Some people get ahold of tunnel boring equipment and go as fast as possible in the wrong direction. With this mountain in the way we can’t tel if there’s anything cool on the other side, but damn are we hopeful.
Not really related to your main point, but speaking as a greying "old guy", one of the things that's really hard is to gracefully allow the next generation to contribute. I still vividly remember starting out and being incredulous about some of the stupid ideas the senior guys on the team had. I was proven right quite a lot of the time too. It's easy to build that inner narrative of the hero righting wrongs.

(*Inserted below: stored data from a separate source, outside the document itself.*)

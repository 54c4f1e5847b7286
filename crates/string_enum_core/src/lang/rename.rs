//! Rename rules for deriving member values from variant identifiers.
//!
//! `#[enumeration(rename_all = "...")]` accepts the canonical spellings in [`RENAME_RULES`]. Word
//! boundaries are underscores, hyphens, lower-to-upper transitions, digit-to-upper transitions and
//! the last capital of an acronym followed by a lowercase letter (`HTTPServer` -> `HTTP`, `Server`).
//!
//! ## Examples
//! ```rust
//! use string_enum_core::lang::rename::{self, RenameRule};
//!
//! let rule = rename::from_str("SCREAMING_SNAKE_CASE").unwrap();
//! assert_eq!(rule, RenameRule::ScreamingSnakeCase);
//! assert_eq!(rule.apply("InProgress"), "IN_PROGRESS");
//! ```

use super::registry::{LangItemInfo, Stability};

/// Stable identifier for a rename rule.
#[derive(Debug, Clone, Copy, PartialEq, Eq, Hash, Default)]
pub enum RenameRule {
    /// Use the identifier unchanged.
    #[default]
    Verbatim,
    Lowercase,
    Uppercase,
    SnakeCase,
    ScreamingSnakeCase,
    KebabCase,
    CamelCase,
    PascalCase,
}

/// Metadata for a rename rule.
pub type RenameRuleInfo = LangItemInfo<RenameRule>;

/// Registry of rename rules accepted by `rename_all`.
pub const RENAME_RULES: &[RenameRuleInfo] = &[
    info(RenameRule::Verbatim, "verbatim", "Keep the variant identifier as written."),
    info(RenameRule::Lowercase, "lowercase", "Lowercase the whole identifier."),
    info(RenameRule::Uppercase, "UPPERCASE", "Uppercase the whole identifier."),
    info(RenameRule::SnakeCase, "snake_case", "Lowercase words joined by `_`."),
    info(
        RenameRule::ScreamingSnakeCase,
        "SCREAMING_SNAKE_CASE",
        "Uppercase words joined by `_`.",
    ),
    info(RenameRule::KebabCase, "kebab-case", "Lowercase words joined by `-`."),
    info(
        RenameRule::CamelCase,
        "camelCase",
        "First word lowercase, following words capitalized, no separator.",
    ),
    info(RenameRule::PascalCase, "PascalCase", "Every word capitalized, no separator."),
];

/// Resolve a spelling to a rename rule.
///
/// Matching is case-sensitive, so `"lowercase"` and `"UPPERCASE"` stay distinct.
pub fn from_str(name: &str) -> Option<RenameRule> {
    RENAME_RULES.iter().find(|r| r.matches(name)).map(|r| r.id)
}

/// Return the canonical spelling for a rename rule.
pub fn as_str(rule: RenameRule) -> &'static str {
    RENAME_RULES
        .iter()
        .find(|r| r.id == rule)
        .map_or("verbatim", |r| r.canonical)
}

/// Return a comma-separated list of accepted spellings, for diagnostics.
pub fn accepted_spellings() -> String {
    RENAME_RULES
        .iter()
        .map(|r| format!("`{}`", r.canonical))
        .collect::<Vec<_>>()
        .join(", ")
}

impl RenameRule {
    /// Apply this rule to a variant identifier.
    pub fn apply(self, ident: &str) -> String {
        match self {
            RenameRule::Verbatim => ident.to_string(),
            RenameRule::Lowercase => ident.to_lowercase(),
            RenameRule::Uppercase => ident.to_uppercase(),
            RenameRule::SnakeCase => join_words(ident, "_", str::to_lowercase),
            RenameRule::ScreamingSnakeCase => join_words(ident, "_", str::to_uppercase),
            RenameRule::KebabCase => join_words(ident, "-", str::to_lowercase),
            RenameRule::PascalCase => join_words(ident, "", capitalize),
            RenameRule::CamelCase => {
                let mut words = split_words(ident).into_iter();
                let mut out = words.next().map(|w| w.to_lowercase()).unwrap_or_default();
                for word in words {
                    out.push_str(&capitalize(&word));
                }
                out
            }
        }
    }
}

fn join_words(ident: &str, sep: &str, f: impl Fn(&str) -> String) -> String {
    split_words(ident).iter().map(|w| f(w.as_str())).collect::<Vec<_>>().join(sep)
}

fn capitalize(word: &str) -> String {
    let mut chars = word.chars();
    match chars.next() {
        Some(first) => first.to_uppercase().chain(chars.flat_map(char::to_lowercase)).collect(),
        None => String::new(),
    }
}

fn split_words(ident: &str) -> Vec<String> {
    let chars: Vec<char> = ident.chars().collect();
    let mut words = Vec::new();
    let mut current = String::new();

    for (i, &c) in chars.iter().enumerate() {
        if c == '_' || c == '-' {
            if !current.is_empty() {
                words.push(std::mem::take(&mut current));
            }
            continue;
        }
        // `current` is non-empty, so `i > 0`.
        if c.is_uppercase() && !current.is_empty() {
            let prev = chars[i - 1];
            let next_is_lower = chars.get(i + 1).is_some_and(|n| n.is_lowercase());
            if prev.is_lowercase() || prev.is_ascii_digit() || (prev.is_uppercase() && next_is_lower) {
                words.push(std::mem::take(&mut current));
            }
        }
        current.push(c);
    }
    if !current.is_empty() {
        words.push(current);
    }
    words
}

const fn info(id: RenameRule, canonical: &'static str, description: &'static str) -> RenameRuleInfo {
    LangItemInfo {
        id,
        canonical,
        aliases: &[],
        description,
        stability: Stability::Stable,
    }
}
//! Vocabulary registries shared by the derive macro and the runtime.
//!
//! The design goal is to avoid stringly-typed checks scattered across the macro and runtime.
//! Callers work with **stable IDs** (e.g. [`errors::ErrorKind`](crate::errors::ErrorKind),
//! [`reserved::ReservedNameId`], [`rename::RenameRule`]) and look up spellings/metadata via
//! registry tables.
//!
//! ## Notes
//! - Registries are intentionally **pure**: no syntax types, no IO, no side effects.
//!
//! ## Examples
//! ```rust
//! use string_enum_core::lang::reserved::{self, ReservedNameId};
//!
//! assert_eq!(reserved::from_str("valueOf"), Some(ReservedNameId::ValueOf));
//! assert_eq!(reserved::as_str(ReservedNameId::ValueOf), "value_of");
//! ```

pub mod errors;
pub mod registry;
pub mod rename;
pub mod reserved;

But then fast forward to the back end of your career and you've got a kind of weird dilemma. The vast majority of ridiculous things that the young guys try to push is absolute crap. They read about it in a blog post somewhere and don't have nearly enough experience to understand the nuances. Or they have yet another stupid f-ing framework that they just know is going to revolutionise the industry. Yeah... been there, done that, my closet is overflowing with T-shirts, thank you very much.
You sit there thinking, "I spent 20 or 30 years fighting my way through this crap and when I finally have a good handle on it, these new guys are just going to throw it all away". But... Dammit. You absolutely know that one of them has a great idea and you're not quite sure which one of them has it. Because they all think they have it sorted (even when none of them do). They feel they are completely sure that "this is the best way and only a moron couldn't see it". But you know that it's always more subtle than it appears. If you let them all run with their ideas, then 90% (99%???) will crash hard... Let's face it -- just like you did when you had that stupid idea that you were absolutely certain was "the way forward".
Anyway, I belabour the point. From my vantage point, it's pretty difficult to let go. Some people just can't do it. In my position now, I have a lot more sympathy for the "old guard" than I did when I was younger. To be honest, I think it is technically impossible for me to have less sympathy than I did -- and I think this is pretty common in the industry. Probably both sides of the equation are in a similar situation -- neither side feels comfortable letting the other side make decisions.
Just talking out of the hole in my head right now, but I think the main thing is that programmers generally like to program. They like to have freedom to try approaches that they think will be successful. As much as possible, it's probably best to allow your teammates, whoever they are, to have the freedom that they need. At the same time you should expect to have your own freedom. Getting the balance is not easy and sometimes you have to change jobs in order to get into a team where you are allowed the freedom to do your best. In my experience, teams that take this seriously are the best teams to work on (even if they sometimes do stupid things).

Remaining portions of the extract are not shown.